- _About this exercise_
Each line below containing the word "Paulo" needs to be shown.

-- Opening Marker --

//! # Modelos Pré-treinados
//!
//! Um modelo é distribuído como um [`ModelPackage`]: pesos do CRF mais
//! gazetteers, serializados em JSON. Há dois níveis:
//!
//! | Nível   | Nome              | Conteúdo                          |
//! |---------|-------------------|-----------------------------------|
//! | Large   | `pt_core_news_lg` | pesos CRF + gazetteers PT-BR      |
//! | Small   | `pt_core_news_sm` | mesmos pesos CRF, sem gazetteers  |
//!
//! ## Como os pesos foram derivados
//!
//! Os pesos foram fixados à mão a partir de intuições sobre o português
//! informal: capitalização sugere entidade, mas a primeira palavra de um
//! comentário quase sempre é capitalizada, e stopwords/minúsculas quase nunca
//! são entidades. Essa fragilidade no início da frase é justamente o que as
//! regras de sobrescrita `IGNORE` corrigem.

use std::fmt;

use serde::{Deserialize, Serialize};

use crate::crf::CrfModel;
use crate::features::Gazetteers;
use crate::tagger::{EntityCategory, Tag};

/// Versão do formato de [`ModelPackage`] em disco
pub const MODEL_FORMAT_VERSION: u32 = 1;

/// Idioma suportado pelos modelos
pub const MODEL_LANG: &str = "pt";

/// Nível de modelo, em ordem de preferência.
#[derive(Debug, Clone, Copy, PartialEq, Eq, Hash, Serialize, Deserialize)]
#[serde(rename_all = "snake_case")]
pub enum ModelTier {
    Large,
    Small,
}

impl ModelTier {
    /// Nome canônico do pacote, também usado como nome de arquivo
    pub fn model_name(&self) -> &'static str {
        match self {
            ModelTier::Large => "pt_core_news_lg",
            ModelTier::Small => "pt_core_news_sm",
        }
    }

    /// Ordem de tentativa no carregamento: primeiro o maior
    pub fn fallback_order() -> [ModelTier; 2] {
        [ModelTier::Large, ModelTier::Small]
    }
}

impl fmt::Display for ModelTier {
    fn fmt(&self, f: &mut fmt::Formatter<'_>) -> fmt::Result {
        f.write_str(self.model_name())
    }
}

/// Um modelo completo, pronto para ser gravado ou lido como JSON.
#[derive(Debug, Clone, PartialEq, Serialize, Deserialize)]
pub struct ModelPackage {
    pub name: String,
    pub lang: String,
    pub format_version: u32,
    pub crf: CrfModel,
    #[serde(default)]
    pub gazetteers: Gazetteers,
}

impl ModelPackage {
    /// Constrói o pacote embarcado de um nível.
    pub fn bundled(tier: ModelTier) -> Self {
        let gazetteers = match tier {
            ModelTier::Large => build_gazetteers(),
            ModelTier::Small => Gazetteers::new(),
        };
        Self {
            name: tier.model_name().to_string(),
            lang: MODEL_LANG.to_string(),
            format_version: MODEL_FORMAT_VERSION,
            crf: build_crf_model(),
            gazetteers,
        }
    }

    /// Confere se o pacote pode ser usado como o nível `tier`.
    pub fn check_compatible(&self, tier: ModelTier) -> Result<(), String> {
        if self.name != tier.model_name() {
            return Err(format!(
                "pacote se identifica como '{}', esperado '{}'",
                self.name,
                tier.model_name()
            ));
        }
        if self.lang != MODEL_LANG {
            return Err(format!("idioma '{}' não suportado (esperado '{MODEL_LANG}')", self.lang));
        }
        if self.format_version != MODEL_FORMAT_VERSION {
            return Err(format!(
                "versão de formato {} não suportada (esperada {MODEL_FORMAT_VERSION})",
                self.format_version
            ));
        }
        self.crf.validate()
    }
}

/// Pesos heurísticos do CRF.
///
/// # Intuições
/// - Palavra nos gazetteers de pessoa → `B-PER` muito mais provável (+5.0).
/// - Inicial maiúscula → indício de entidade (+2.8 para `B-PER`), mas no
///   início do comentário a concorrência com `O` é apertada.
/// - Stopword ou palavra minúscula → quase sempre `O`.
/// - "empresa X", "app X" → X tende a ser `ORG`.
fn build_crf_model() -> CrfModel {
    let mut model = CrfModel::new();

    let per_b = Tag::Begin(EntityCategory::Per);
    let org_b = Tag::Begin(EntityCategory::Org);
    let loc_b = Tag::Begin(EntityCategory::Loc);
    let misc_b = Tag::Begin(EntityCategory::Misc);

    // --- Forma da palavra ---
    model.set_emission("is_capitalized", &per_b, 2.8);
    model.set_emission("is_capitalized", &org_b, 1.5);
    model.set_emission("is_capitalized", &loc_b, 1.5);
    model.set_emission("is_capitalized", &misc_b, 0.8);
    model.set_emission("is_capitalized", &Tag::Inside(EntityCategory::Per), 1.5);
    for cat in EntityCategory::ALL {
        if cat != EntityCategory::Per {
            model.set_emission("is_capitalized", &Tag::Inside(cat), 1.0);
        }
    }

    model.set_emission("is_all_caps", &org_b, 1.5);
    model.set_emission("is_all_caps", &loc_b, 1.0);
    model.set_emission("is_all_caps", &misc_b, 0.5);
    model.set_emission("has_underscore", &org_b, 1.0);

    // Conector só continua uma entidade quando vem antes de outra maiúscula
    model.set_emission("is_connector", &Tag::Outside, 1.5);
    for cat in EntityCategory::ALL {
        model.set_emission("is_connector", &Tag::Inside(cat), -1.0);
    }
    for cat in EntityCategory::ALL {
        model.set_emission("connector_before_capital", &Tag::Inside(cat), 2.0);
    }

    // --- Gazetteers ---
    for (feature, cat) in [
        ("in_person_gazetteer", EntityCategory::Per),
        ("in_location_gazetteer", EntityCategory::Loc),
        ("in_org_gazetteer", EntityCategory::Org),
        ("in_misc_gazetteer", EntityCategory::Misc),
    ] {
        model.set_emission(feature, &Tag::Begin(cat), 5.0);
        model.set_emission(feature, &Tag::Inside(cat), 4.5);
    }

    // --- PESSOA (PER) ---
    for (word, weight) in [
        ("presidente", 2.5),
        ("governador", 2.5),
        ("deputado", 2.0),
        ("senador", 2.0),
        ("ministro", 2.0),
        ("juiz", 2.0),
        ("juíza", 2.0),
        ("promotor", 1.8),
        ("delegado", 1.8),
        ("advogado", 1.8),
        ("advogada", 1.8),
        ("dr", 1.8),
        ("dra", 1.8),
        ("ator", 1.5),
        ("atriz", 1.5),
        ("cantor", 1.5),
        ("cantora", 1.5),
    ] {
        model.set_emission(&format!("prev_word={word}"), &per_b, weight);
    }
    model.set_emission("suffix3=nho", &per_b, 1.0);
    model.set_emission("suffix3=nha", &per_b, 1.0);
    for prefix in ["lu", "ma", "jo", "an", "ca", "fe", "ro", "pe", "el", "ri"] {
        model.set_emission(&format!("prefix2={prefix}"), &per_b, 0.3);
    }

    // --- ORGANIZAÇÃO (ORG) ---
    for (word, weight) in [
        ("empresa", 2.0),
        ("app", 1.8),
        ("aplicativo", 1.8),
        ("plataforma", 1.8),
        ("canal", 1.5),
        ("emissora", 2.0),
        ("jornal", 1.8),
        ("site", 1.2),
        ("banco", 2.0),
        ("tribunal", 2.0),
        ("ministério", 2.5),
        ("polícia", 1.5),
        ("universidade", 2.0),
    ] {
        model.set_emission(&format!("prev_word={word}"), &org_b, weight);
    }
    model.set_emission("suffix3=ras", &org_b, 1.8);
    model.set_emission("suffix4=flix", &org_b, 2.0);
    model.set_emission("suffix4=bank", &org_b, 2.0);

    // --- LOCALIZAÇÃO (LOC) ---
    for (word, weight) in [
        ("cidade", 1.8),
        ("estado", 1.8),
        ("presídio", 2.5),
        ("penitenciária", 2.5),
        ("bairro", 2.0),
        ("rua", 2.0),
        ("município", 2.0),
        ("país", 1.8),
        ("em", 0.8),
        ("no", 0.6),
        ("na", 0.6),
        ("de", 0.5),
    ] {
        model.set_emission(&format!("prev_word={word}"), &loc_b, weight);
    }
    model.set_emission("suffix4=ília", &loc_b, 1.5);
    model.set_emission("suffix3=lis", &loc_b, 1.2);
    model.set_emission("suffix3=mbé", &loc_b, 1.0);

    // --- MISC ---
    for (word, weight) in [
        ("série", 2.0),
        ("documentário", 1.5),
        ("filme", 2.0),
        ("caso", 1.2),
        ("operação", 1.5),
        ("lei", 1.5),
        ("programa", 1.5),
    ] {
        model.set_emission(&format!("prev_word={word}"), &misc_b, weight);
    }

    // --- Fora de entidade ---
    model.set_emission("bias", &Tag::Outside, 1.0);
    model.set_emission("BOS", &Tag::Outside, 0.5);
    model.set_emission("after_sentence_end", &Tag::Outside, 0.5);
    model.set_emission("is_stopword", &Tag::Outside, 3.0);
    model.set_emission("is_lowercase", &Tag::Outside, 2.5);
    model.set_emission("is_punctuation", &Tag::Outside, 5.0);
    model.set_emission("is_symbol", &Tag::Outside, 5.0);
    model.set_emission("is_digit", &Tag::Outside, 2.0);

    // =====================================================================
    // PESOS DE TRANSIÇÃO
    // =====================================================================
    let tags = Tag::all();
    for prev in &tags {
        for next in &tags {
            if !Tag::is_valid_transition(prev, next) {
                model.set_transition(prev, next, -8.0);
            }
        }
    }
    for cat in EntityCategory::ALL {
        let b = Tag::Begin(cat);
        let i = Tag::Inside(cat);
        model.set_transition(&b, &i, 4.0);
        model.set_transition(&i, &i, 3.5);
        model.set_transition(&b, &Tag::Outside, 2.0);
        model.set_transition(&i, &Tag::Outside, 2.5);
        model.set_transition(&Tag::Outside, &b, 1.5);
    }
    model.set_transition(&Tag::Outside, &Tag::Outside, 2.5);

    model
}

/// Gazetteers do modelo grande: figuras públicas, lugares, organizações e
/// temas que aparecem em comentários sobre crimes e noticiário brasileiro.
fn build_gazetteers() -> Gazetteers {
    let mut gaz = Gazetteers::new();

    let persons = [
        "Lula", "Bolsonaro", "Dilma", "Rousseff", "Temer", "Haddad", "Alckmin", "Moro",
        "Moraes", "Xandão", "Suzane", "Richthofen", "Nardoni", "Isabella", "Daniel",
        "Cravinhos", "Flordelis", "Elize", "Matsunaga", "Neymar", "Anitta", "Xuxa",
        "Gugu", "Faustão", "Silvio", "Santos", "Ana", "Maria", "João", "José",
        "Pedro", "Paulo", "Lucas", "Marcos", "Carla", "Fernanda", "Juliana",
    ];
    Gazetteers::extend_words(&mut gaz.persons, &persons, 3);

    let locations = [
        "Brasil", "Brasília", "São Paulo", "SP", "Rio de Janeiro", "RJ", "Minas Gerais",
        "Curitiba", "Salvador", "Recife", "Fortaleza", "Manaus", "Belém", "Porto Alegre",
        "Goiânia", "Campinas", "Guarulhos", "Taubaté", "Tremembé", "Vale do Paraíba",
        "Paraná", "Bahia", "Pernambuco", "Japão", "Portugal", "Argentina", "Estados Unidos",
    ];
    Gazetteers::extend_words(&mut gaz.locations, &locations, 2);
    // "de"/"do" são palavras de nomes compostos, não locais
    for connector in ["de", "do"] {
        gaz.locations.remove(connector);
    }

    let organizations = [
        "Netflix", "Globoplay", "Globo", "Record", "SBT", "Band", "Uber", "iFood",
        "Reddit", "Twitter", "Instagram", "TikTok", "YouTube", "Google", "Petrobras",
        "Nubank", "Itaú", "Bradesco", "STF", "STJ", "TJSP", "OAB", "PF", "PM", "MP",
        "Folha", "Estadão", "UOL", "G1", "CNN",
    ];
    Gazetteers::extend_words(&mut gaz.organizations, &organizations, 2);

    let misc = [
        "True Crime", "Lava Jato", "Copa do Mundo", "Carnaval", "Big Brother", "BBB",
        "Linha Direta", "Investigação Criminal",
    ];
    Gazetteers::extend_words(&mut gaz.misc, &misc, 4);

    gaz
}

#[cfg(test)]
mod tests {
    use super::*;

    #[test]
    fn test_tier_names_and_order() {
        assert_eq!(ModelTier::Large.model_name(), "pt_core_news_lg");
        assert_eq!(ModelTier::Small.to_string(), "pt_core_news_sm");
        assert_eq!(ModelTier::fallback_order(), [ModelTier::Large, ModelTier::Small]);
    }

    #[test]
    fn test_bundled_packages_are_compatible() {
        for tier in ModelTier::fallback_order() {
            let package = ModelPackage::bundled(tier);
            assert_eq!(package.check_compatible(tier), Ok(()));
        }
    }

    #[test]
    fn test_small_has_no_gazetteers() {
        assert!(ModelPackage::bundled(ModelTier::Small).gazetteers.is_empty());
        let large = ModelPackage::bundled(ModelTier::Large);
        assert!(large.gazetteers.locations.contains("tremembé"));
        assert!(large.gazetteers.organizations.contains("netflix"));
        assert!(!large.gazetteers.locations.contains("de"));
    }

    #[test]
    fn test_incompatible_packages() {
        let package = ModelPackage::bundled(ModelTier::Small);
        assert!(package.check_compatible(ModelTier::Large).is_err());

        let mut english = package.clone();
        english.lang = "en".to_string();
        assert!(english.check_compatible(ModelTier::Small).unwrap_err().contains("idioma"));

        let mut future = package;
        future.format_version = MODEL_FORMAT_VERSION + 1;
        assert!(future.check_compatible(ModelTier::Small).is_err());
    }

    #[test]
    fn test_serialization_is_stable() {
        let first = serde_json::to_string(&ModelPackage::bundled(ModelTier::Large)).unwrap();
        let second = serde_json::to_string(&ModelPackage::bundled(ModelTier::Large)).unwrap();
        assert_eq!(first, second);

        let persons = &ModelPackage::bundled(ModelTier::Large).gazetteers.persons;
        let sorted: Vec<&String> = persons.iter().collect();
        assert!(sorted.windows(2).all(|w| w[0] < w[1]));
    }

    #[test]
    fn test_json_roundtrip_preserves_weights() {
        let package = ModelPackage::bundled(ModelTier::Large);
        let json = serde_json::to_string(&package).unwrap();
        let back: ModelPackage = serde_json::from_str(&json).unwrap();
        assert_eq!(back, package);
    }
}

-- Closing Marker --

- _Task output_
        "Pedro", "Paulo", "Lucas", "Marcos", "Carla", "Fernanda", "Juliana",
        "Brasil", "Brasília", "São Paulo", "SP", "Rio de Janeiro", "RJ", "Minas Gerais",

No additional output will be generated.